House debates

Monday, 17 September 2012

Adjournment

Gillard Government

9:51 pm

Photo of Joanna GashJoanna Gash (Gilmore, Liberal Party) Share this | | Hansard source

In the last five years, nothing has been more disastrous for residents of Gilmore and Illawarra than those members sitting on the other side. In the last two years alone, thousands of local skilled manufacturing and production jobs have been lost. Multimillion-dollar business operations have shut down entirely and sovereign risk for investors has increased dramatically due to the populist, on-the-run policy approach of this government.

Nowra, in the centre of my electorate, currently has an unemployment rate exceeding 10 per cent, and in Gilmore the total number of Centrelink customers, as supplied by the Department of Human Services, exceeds 51,800—one of the highest numbers across the nation. This is all from an electorate of around 100,000 adult residents. The above facts are stark. They go straight to the bad policies of the Gillard Labor government.

Tonight I wish to speak to the House on two core issues. First is the issue of unemployment. A few months ago, along with Senator Fierravanti-Wells, I met with Gina Rinehart's Roy Hill Holdings to discuss local recruitment prospects for their Roy Hill mining project, about to begin construction in the Pilbara. Roy Hill requires 8,500 construction workers starting from early 2013 to help construct massive amounts of infrastructure including roads, airfields and accommodation, which are all required to operate such a huge mining operation. After our meeting Roy Hill quickly agreed to hold a jobs forum in my electorate. The date for this forum has now been set for the 26th of this month. We have chartered a coach from the south of my electorate to take potential jobseekers on the hour drive to Shellharbour in the north free of charge.

Of the 8,500 positions available there are roughly 6,000 skilled and up to 2,000 semi-skilled, which include on-the-job training, on offer. The majority of the construction positions will be available by mid-2013 with Roy Hill engaging the employment firm Skilled to coordinate much of the recruitment process. Those selected by Roy Hill will primarily be placed on a four-week-on, one-week-off, fly-in fly-out roster based in Perth.

If enough interest is garnered it is entirely possible that the Illawarra Regional Airport at Albion Park could become a regional base for the fly-in fly-out operations to the Pilbara. This would be a huge economic boost for the region. The Roy Hill mining jobs forum is a very exciting development for the residents of Gilmore, and I look forward to updating the House in the coming months. The forum will be held in conjunction with a jobs expo. This will offer a further range of jobs to all the unemployed in the region.

The second issue that I rise to speak on is the Gillard Labor government's heartless decision to axe the Chronic Disease Dental Scheme and its subsequent attempts to sweep the axeing under the rug. This program currently offers up to $4,250 in private dental treatment under Medicare to more than one million Australians who have a chronic medical condition and complex care needs and dental problems which are impacting on, or likely to impact on, their general health. The program was introduced by then health minister Tony Abbott and is a program which recognises that it is smarter and cheaper to treat now rather than when health conditions balloon down the track.

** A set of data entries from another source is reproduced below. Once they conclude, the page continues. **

//! Expansion of a master into its ordered, bounded set of occurrence periods.

use std::collections::BTreeMap;

use chrono::{DateTime, TimeDelta, Utc};
use serde::Serialize;

use calyx_core::config::ExpansionLimits;
use calyx_rfc::rfc::ical::core::RecurrenceId;

use super::basis::{RecurrenceIdForm, TimeBasis};
use super::exclusion::Exclusions;
use super::generator::{RuleGenerator, WALK_BUDGET};
use super::range::{compute_range, horizon};
use crate::caldav::model::{MasterEvent, OccurrencePeriod, RecurrenceRange};
use crate::error::{ServiceError, ServiceResult};

/// Caller-supplied bounds. Missing ends are computed from the master.
#[derive(Debug, Clone, Copy, Default, PartialEq, Eq)]
pub struct ExpansionWindow {
    pub start: Option<DateTime<Utc>>,
    pub end: Option<DateTime<Utc>>,
    /// End of a containing entity's horizon, applied to computed ranges.
    pub parent_end: Option<DateTime<Utc>>,
}

impl ExpansionWindow {
    #[must_use]
    pub const fn between(start: DateTime<Utc>, end: DateTime<Utc>) -> Self {
        Self {
            start: Some(start),
            end: Some(end),
            parent_end: None,
        }
    }

    const fn is_explicit(&self) -> bool {
        self.start.is_some() || self.end.is_some()
    }
}

/// Result of one expansion.
#[derive(Debug, Clone, PartialEq, Eq, Serialize)]
pub struct Expansion {
    /// Ascending by start, unique starts, at most `max_instances` entries.
    pub periods: Vec<OccurrencePeriod>,
    pub range: RecurrenceRange,
    /// Stand-in period before `range.start` for a suppressed master.
    pub anchor: Option<OccurrencePeriod>,
    /// The set is incomplete: more occurrences exist than `max_instances`
    /// allowed, or a rule stepped over too many starts outside the range.
    pub truncated: bool,
    #[serde(skip)]
    pub recurrence_id_form: RecurrenceIdForm,
}

impl Expansion {
    /// Periods keyed by recurrence-id.
    pub fn keyed(&self) -> impl Iterator<Item = (RecurrenceId, OccurrencePeriod)> + '_ {
        let form = self.recurrence_id_form;
        self.periods.iter().map(move |period| (form.key(period.start), *period))
    }
}

/// ## Summary
/// Expands `master` into its occurrence periods.
///
/// 1. The range is taken from `window`, completing missing ends from
///    [`compute_range`]. Explicit ends are still capped at DTSTART + `max_years`.
/// 2. Candidates are every RRULE start and every RDATE, minus EXRULE starts and
///    EXDATEs (exact instant, or same local date for date-only EXDATEs).
/// 3. The master's own period is included unless suppressed; a suppressed
///    master gets an [`Expansion::anchor`] instead.
/// 4. Duplicate starts collapse, periods are ordered and the earliest
///    `max_instances` are kept.
///
/// Periods overlap the range half-open, with a zero-length period exactly at
/// the range start included. Rules without COUNT are generated from the range
/// start rather than from DTSTART; every other pass steps over at most
/// [`WALK_BUDGET`] starts it does not keep before reporting truncation.
///
/// ## Errors
/// - `ServiceError::NoInstancesForRecurringEvent` when a recurring master has
///   no occurrence in its computed range
/// - `ServiceError::TimezoneResolutionFailure` for unresolvable zones
/// - `RfcError::MalformedRule` (wrapped) for rules the generator rejects
#[tracing::instrument(skip(master, basis), fields(uid = %master.uid))]
pub fn expand(
    master: &MasterEvent,
    basis: &TimeBasis<'_>,
    limits: ExpansionLimits,
    window: &ExpansionWindow,
) -> ServiceResult<Expansion> {
    let origin = basis.anchor(&master.start)?;
    let start = origin.instant;
    let duration = basis.duration(master, start)?;
    let own = OccurrencePeriod::new(start, start + duration);
    let cap = horizon(start, limits.max_years);

    let range = resolve_range(master, basis, limits, window, own, cap)?;
    // earlier starts end before the range does
    let near = range.start.checked_sub_signed(duration).unwrap_or(range.start);
    let exclusions = Exclusions::new(master, basis, origin, near)?;

    let mut candidates: BTreeMap<DateTime<Utc>, OccurrencePeriod> = BTreeMap::new();
    let mut anchor = None;
    let mut walk_cut = false;

    if master.suppressed {
        let anchor_start = range.start - (duration + TimeDelta::days(1));
        anchor = Some(OccurrencePeriod::new(anchor_start, anchor_start + duration));
    } else if own.overlaps(range.start, range.end) && !exclusions.cursor(basis).excludes(start)? {
        candidates.insert(start, own);
    }

    if master.is_recurring() {
        let keep = limits.max_instances.saturating_add(1);

        for rule in &master.rrules {
            let Some(generator) = RuleGenerator::build_near(rule, basis, origin, near)? else {
                continue;
            };
            let mut cursor = exclusions.cursor(basis);
            let mut kept = 0_usize;
            let mut stepped = 0_usize;

            for occurrence in generator.iter() {
                let occurrence = occurrence?;
                if occurrence >= range.end || kept >= keep {
                    break;
                }
                let period = OccurrencePeriod::new(occurrence, occurrence + duration);
                if !period.overlaps(range.start, range.end) || cursor.excludes(occurrence)? {
                    stepped += 1;
                    if stepped >= WALK_BUDGET {
                        tracing::warn!(rule = %rule, stepped, "Stopped stepping over starts outside the range");
                        walk_cut = true;
                        break;
                    }
                    continue;
                }
                candidates.entry(occurrence).or_insert(period);
                kept += 1;
            }
        }

        let mut rdate_periods = master
            .rdates
            .iter()
            .map(|rdate| basis.rdate_period(rdate, duration))
            .collect::<ServiceResult<Vec<_>>>()?;
        rdate_periods.sort();

        let mut cursor = exclusions.cursor(basis);
        for period in rdate_periods {
            if period.start >= cap
                || !period.overlaps(range.start, range.end)
                || cursor.excludes(period.start)?
            {
                continue;
            }
            candidates.entry(period.start).or_insert(period);
        }
    }

    let mut periods: Vec<OccurrencePeriod> = candidates.into_values().collect();
    let over_limit = periods.len() > limits.max_instances;
    if over_limit {
        tracing::warn!(
            max_instances = limits.max_instances,
            "Recurrence set truncated to the instance limit"
        );
        periods.truncate(limits.max_instances);
    }
    let truncated = over_limit || walk_cut;

    if periods.is_empty() && master.is_recurring() && !window.is_explicit() {
        tracing::warn!("Recurring event expands to no instances");
        return Err(ServiceError::NoInstancesForRecurringEvent {
            uid: master.uid.clone(),
        });
    }

    tracing::debug!(count = periods.len(), truncated, "Expanded recurrence set");

    Ok(Expansion {
        periods,
        range,
        anchor,
        truncated,
        recurrence_id_form: basis.recurrence_id_form(),
    })
}

fn resolve_range(
    master: &MasterEvent,
    basis: &TimeBasis<'_>,
    limits: ExpansionLimits,
    window: &ExpansionWindow,
    own: OccurrencePeriod,
    cap: DateTime<Utc>,
) -> ServiceResult<RecurrenceRange> {
    if let (Some(start), Some(end)) = (window.start, window.end) {
        return Ok(RecurrenceRange {
            start,
            end: end.min(cap),
            infinite: false,
        });
    }

    let computed = compute_range(master, basis, limits.max_years, window.parent_end)?.unwrap_or(
        RecurrenceRange {
            start: own.start,
            end: own.end,
            infinite: false,
        },
    );

    Ok(RecurrenceRange {
        start: window.start.unwrap_or(computed.start),
        end: window.end.map_or(computed.end, |end| end.min(cap)),
        infinite: computed.infinite,
    })
}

This recognised and much appreciated program closed on 8 September leaving patients with chronic health conditions who need urgent dental treatment just 12 weeks to complete their treatment. Any doctor, dentist or nurse will be able to tell you that a patient with complex medical needs requires a lot more than 12 weeks to fully complete a course of treatment. That is not to mention the time for monitoring and follow up from the treating dentist. The scrapping of this scheme leaves a huge hole in Australia's public dental system.

Labor have said 'trust us' and that their new multi-billion dollar dental plan will plug all of the gaps left by the CDDS's demise. But there is a bit of a catch, Labor's scheme does not kick in until at least mid-2014. Mid 2014 is almost an entire year after the next federal election. That leaves more than one million Australians, or around 7,000 Gilmore residents, who are currently receiving treatment under the axed program, with no urgent dental care for at least the next two years and no details as to how it will work.

And did I mention that Labor are quietly saving $2.5 billion by scrapping Medicare's only dental scheme? It really is disgusting. For the next two years residents of Gilmore with complex medical conditions better hope that their teeth and gums stay fine because Labor changing the rules is forcing them back onto the public waiting list of more than 400,000 people and years of waiting. With every passing day it becomes more and more clear that Labor truly is a divided and dysfunctional government that has lost its way.

But for the sake of the hundreds of thousands of patients across Australia and the thousands of residents in Gilmore with chronic dental conditions I ask the Labor government to at least extend existing funding agreements to early next year. Let existing patients finish their existing courses of treatment. It is the ethnical thing to do.